**Exercise goal**. How many lines in this data contain the string "total"? Reply with the number only.

**Study material**.

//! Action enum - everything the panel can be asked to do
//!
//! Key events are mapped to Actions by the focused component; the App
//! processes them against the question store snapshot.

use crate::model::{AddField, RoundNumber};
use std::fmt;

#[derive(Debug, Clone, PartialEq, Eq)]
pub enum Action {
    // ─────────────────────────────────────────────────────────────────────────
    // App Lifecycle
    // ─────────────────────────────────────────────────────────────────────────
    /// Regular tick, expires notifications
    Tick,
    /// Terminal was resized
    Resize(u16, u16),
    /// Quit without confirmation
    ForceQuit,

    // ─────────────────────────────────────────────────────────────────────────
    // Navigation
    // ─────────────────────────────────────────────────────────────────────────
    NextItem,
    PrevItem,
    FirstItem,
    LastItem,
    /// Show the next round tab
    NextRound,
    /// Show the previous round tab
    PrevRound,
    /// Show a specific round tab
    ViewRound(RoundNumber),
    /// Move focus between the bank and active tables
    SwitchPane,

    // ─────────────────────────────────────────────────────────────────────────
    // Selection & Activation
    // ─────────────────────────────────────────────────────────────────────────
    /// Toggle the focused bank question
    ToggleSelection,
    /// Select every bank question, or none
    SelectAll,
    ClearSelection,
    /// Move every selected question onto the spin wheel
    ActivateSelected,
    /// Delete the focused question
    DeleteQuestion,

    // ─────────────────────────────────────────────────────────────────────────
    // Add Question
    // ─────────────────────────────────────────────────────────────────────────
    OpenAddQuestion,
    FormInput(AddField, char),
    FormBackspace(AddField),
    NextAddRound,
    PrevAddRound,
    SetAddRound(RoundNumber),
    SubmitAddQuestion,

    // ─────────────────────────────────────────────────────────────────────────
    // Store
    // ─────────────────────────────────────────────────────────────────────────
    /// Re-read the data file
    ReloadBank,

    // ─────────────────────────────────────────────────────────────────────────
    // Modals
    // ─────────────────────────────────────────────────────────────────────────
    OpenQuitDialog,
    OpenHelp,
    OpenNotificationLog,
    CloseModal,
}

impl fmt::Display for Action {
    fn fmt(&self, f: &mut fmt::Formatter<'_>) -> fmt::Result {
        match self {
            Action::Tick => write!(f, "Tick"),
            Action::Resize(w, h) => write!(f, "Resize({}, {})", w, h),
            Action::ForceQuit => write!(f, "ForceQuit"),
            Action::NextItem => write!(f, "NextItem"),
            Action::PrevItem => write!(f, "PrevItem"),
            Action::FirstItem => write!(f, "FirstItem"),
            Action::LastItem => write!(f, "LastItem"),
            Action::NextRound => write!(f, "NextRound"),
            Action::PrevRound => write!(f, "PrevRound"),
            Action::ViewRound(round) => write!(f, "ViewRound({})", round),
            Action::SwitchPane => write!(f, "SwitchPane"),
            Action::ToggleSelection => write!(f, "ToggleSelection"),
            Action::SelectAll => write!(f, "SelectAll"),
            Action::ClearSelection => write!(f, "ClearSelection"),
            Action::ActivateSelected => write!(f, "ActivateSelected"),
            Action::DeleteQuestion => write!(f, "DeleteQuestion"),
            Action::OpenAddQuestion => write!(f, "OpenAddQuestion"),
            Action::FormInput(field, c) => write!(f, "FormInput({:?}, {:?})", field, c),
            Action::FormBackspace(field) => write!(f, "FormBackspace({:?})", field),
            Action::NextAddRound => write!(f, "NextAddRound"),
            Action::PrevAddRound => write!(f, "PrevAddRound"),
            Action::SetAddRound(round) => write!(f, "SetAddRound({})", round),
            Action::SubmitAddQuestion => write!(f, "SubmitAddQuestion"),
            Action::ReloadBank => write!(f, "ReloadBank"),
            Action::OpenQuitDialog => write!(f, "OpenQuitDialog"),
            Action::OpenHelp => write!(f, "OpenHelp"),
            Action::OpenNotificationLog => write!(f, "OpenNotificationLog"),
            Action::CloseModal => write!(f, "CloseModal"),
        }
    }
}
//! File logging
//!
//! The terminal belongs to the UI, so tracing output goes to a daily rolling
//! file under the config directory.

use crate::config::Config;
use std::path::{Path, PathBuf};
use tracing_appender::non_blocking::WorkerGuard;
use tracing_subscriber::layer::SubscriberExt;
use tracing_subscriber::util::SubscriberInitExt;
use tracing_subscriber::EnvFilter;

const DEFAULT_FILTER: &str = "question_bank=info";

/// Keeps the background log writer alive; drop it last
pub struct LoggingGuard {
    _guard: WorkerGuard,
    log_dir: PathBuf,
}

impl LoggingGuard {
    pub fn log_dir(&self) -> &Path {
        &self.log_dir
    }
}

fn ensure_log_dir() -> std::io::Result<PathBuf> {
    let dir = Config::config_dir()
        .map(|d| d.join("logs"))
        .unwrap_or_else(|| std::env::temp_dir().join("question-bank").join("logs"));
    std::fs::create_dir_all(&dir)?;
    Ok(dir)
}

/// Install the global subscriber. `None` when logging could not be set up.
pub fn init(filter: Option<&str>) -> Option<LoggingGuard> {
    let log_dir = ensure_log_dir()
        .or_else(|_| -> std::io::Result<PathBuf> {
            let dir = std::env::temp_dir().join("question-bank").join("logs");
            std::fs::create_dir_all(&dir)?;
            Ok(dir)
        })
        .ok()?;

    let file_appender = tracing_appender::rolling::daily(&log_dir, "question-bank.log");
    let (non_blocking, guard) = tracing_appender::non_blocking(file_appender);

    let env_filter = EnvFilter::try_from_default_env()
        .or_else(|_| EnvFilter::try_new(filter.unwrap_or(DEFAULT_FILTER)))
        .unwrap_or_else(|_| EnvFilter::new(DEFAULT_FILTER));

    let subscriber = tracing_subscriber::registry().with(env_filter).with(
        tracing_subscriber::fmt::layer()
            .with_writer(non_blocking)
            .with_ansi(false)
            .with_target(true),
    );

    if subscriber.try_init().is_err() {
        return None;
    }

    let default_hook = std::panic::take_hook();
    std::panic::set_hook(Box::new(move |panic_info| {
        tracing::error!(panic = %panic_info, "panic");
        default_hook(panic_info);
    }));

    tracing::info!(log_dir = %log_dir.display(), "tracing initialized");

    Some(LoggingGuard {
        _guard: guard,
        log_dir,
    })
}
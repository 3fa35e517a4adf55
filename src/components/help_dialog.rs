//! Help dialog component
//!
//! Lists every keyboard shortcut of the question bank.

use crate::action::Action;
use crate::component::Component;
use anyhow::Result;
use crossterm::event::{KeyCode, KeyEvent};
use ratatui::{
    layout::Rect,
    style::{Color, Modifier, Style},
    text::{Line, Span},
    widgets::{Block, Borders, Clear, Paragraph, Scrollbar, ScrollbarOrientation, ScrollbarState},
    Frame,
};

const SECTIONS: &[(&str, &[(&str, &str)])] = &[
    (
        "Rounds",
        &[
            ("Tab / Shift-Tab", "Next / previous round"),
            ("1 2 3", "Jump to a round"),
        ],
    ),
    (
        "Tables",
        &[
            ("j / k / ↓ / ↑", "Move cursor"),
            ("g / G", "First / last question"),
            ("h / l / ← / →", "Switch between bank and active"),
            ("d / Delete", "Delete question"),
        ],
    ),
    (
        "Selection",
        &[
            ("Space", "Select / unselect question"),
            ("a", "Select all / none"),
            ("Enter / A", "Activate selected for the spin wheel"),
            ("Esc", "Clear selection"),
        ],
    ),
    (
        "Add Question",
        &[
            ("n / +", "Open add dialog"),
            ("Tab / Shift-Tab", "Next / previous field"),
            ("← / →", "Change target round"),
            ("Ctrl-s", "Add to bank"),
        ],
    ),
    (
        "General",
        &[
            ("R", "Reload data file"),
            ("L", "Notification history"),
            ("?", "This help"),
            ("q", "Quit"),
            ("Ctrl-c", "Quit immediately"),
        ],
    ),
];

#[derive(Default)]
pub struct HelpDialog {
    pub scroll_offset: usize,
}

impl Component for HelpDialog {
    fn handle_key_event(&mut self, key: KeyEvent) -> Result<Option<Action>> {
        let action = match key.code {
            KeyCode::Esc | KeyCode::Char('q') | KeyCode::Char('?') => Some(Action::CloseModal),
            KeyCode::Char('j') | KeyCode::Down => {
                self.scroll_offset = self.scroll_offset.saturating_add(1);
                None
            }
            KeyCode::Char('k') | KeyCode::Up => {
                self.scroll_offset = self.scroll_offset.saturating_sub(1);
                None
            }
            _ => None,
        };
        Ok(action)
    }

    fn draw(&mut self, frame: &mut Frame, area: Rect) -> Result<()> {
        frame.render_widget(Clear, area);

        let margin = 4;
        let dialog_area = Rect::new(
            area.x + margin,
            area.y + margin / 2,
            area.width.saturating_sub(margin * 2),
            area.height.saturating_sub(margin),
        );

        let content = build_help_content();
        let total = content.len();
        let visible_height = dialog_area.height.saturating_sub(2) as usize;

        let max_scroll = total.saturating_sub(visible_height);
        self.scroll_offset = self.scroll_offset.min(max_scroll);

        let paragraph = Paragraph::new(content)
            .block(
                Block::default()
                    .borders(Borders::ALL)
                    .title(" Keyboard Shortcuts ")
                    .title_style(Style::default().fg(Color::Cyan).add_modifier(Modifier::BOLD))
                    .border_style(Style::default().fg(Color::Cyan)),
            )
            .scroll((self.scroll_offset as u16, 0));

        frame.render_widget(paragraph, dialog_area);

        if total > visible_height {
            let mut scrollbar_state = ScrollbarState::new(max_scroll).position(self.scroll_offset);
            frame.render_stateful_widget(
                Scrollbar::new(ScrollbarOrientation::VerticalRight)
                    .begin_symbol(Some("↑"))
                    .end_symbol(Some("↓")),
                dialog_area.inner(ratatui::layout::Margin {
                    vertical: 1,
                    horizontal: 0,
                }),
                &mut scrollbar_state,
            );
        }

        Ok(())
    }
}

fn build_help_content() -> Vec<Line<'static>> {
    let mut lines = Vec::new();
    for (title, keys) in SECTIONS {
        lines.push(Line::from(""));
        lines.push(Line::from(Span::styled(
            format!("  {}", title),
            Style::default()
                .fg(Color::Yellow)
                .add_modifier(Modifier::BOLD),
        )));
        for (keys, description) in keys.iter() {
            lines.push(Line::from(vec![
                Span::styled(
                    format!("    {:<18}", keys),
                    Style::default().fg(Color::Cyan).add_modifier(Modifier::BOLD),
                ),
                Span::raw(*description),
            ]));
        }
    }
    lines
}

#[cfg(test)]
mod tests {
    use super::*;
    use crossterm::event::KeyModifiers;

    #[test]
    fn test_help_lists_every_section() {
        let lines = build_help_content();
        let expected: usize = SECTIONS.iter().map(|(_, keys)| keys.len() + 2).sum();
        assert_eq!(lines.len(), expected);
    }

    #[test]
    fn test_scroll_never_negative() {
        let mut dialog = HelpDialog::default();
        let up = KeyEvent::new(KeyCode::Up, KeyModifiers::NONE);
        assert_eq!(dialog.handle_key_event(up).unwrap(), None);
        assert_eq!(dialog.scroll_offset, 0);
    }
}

**Answer section**. 3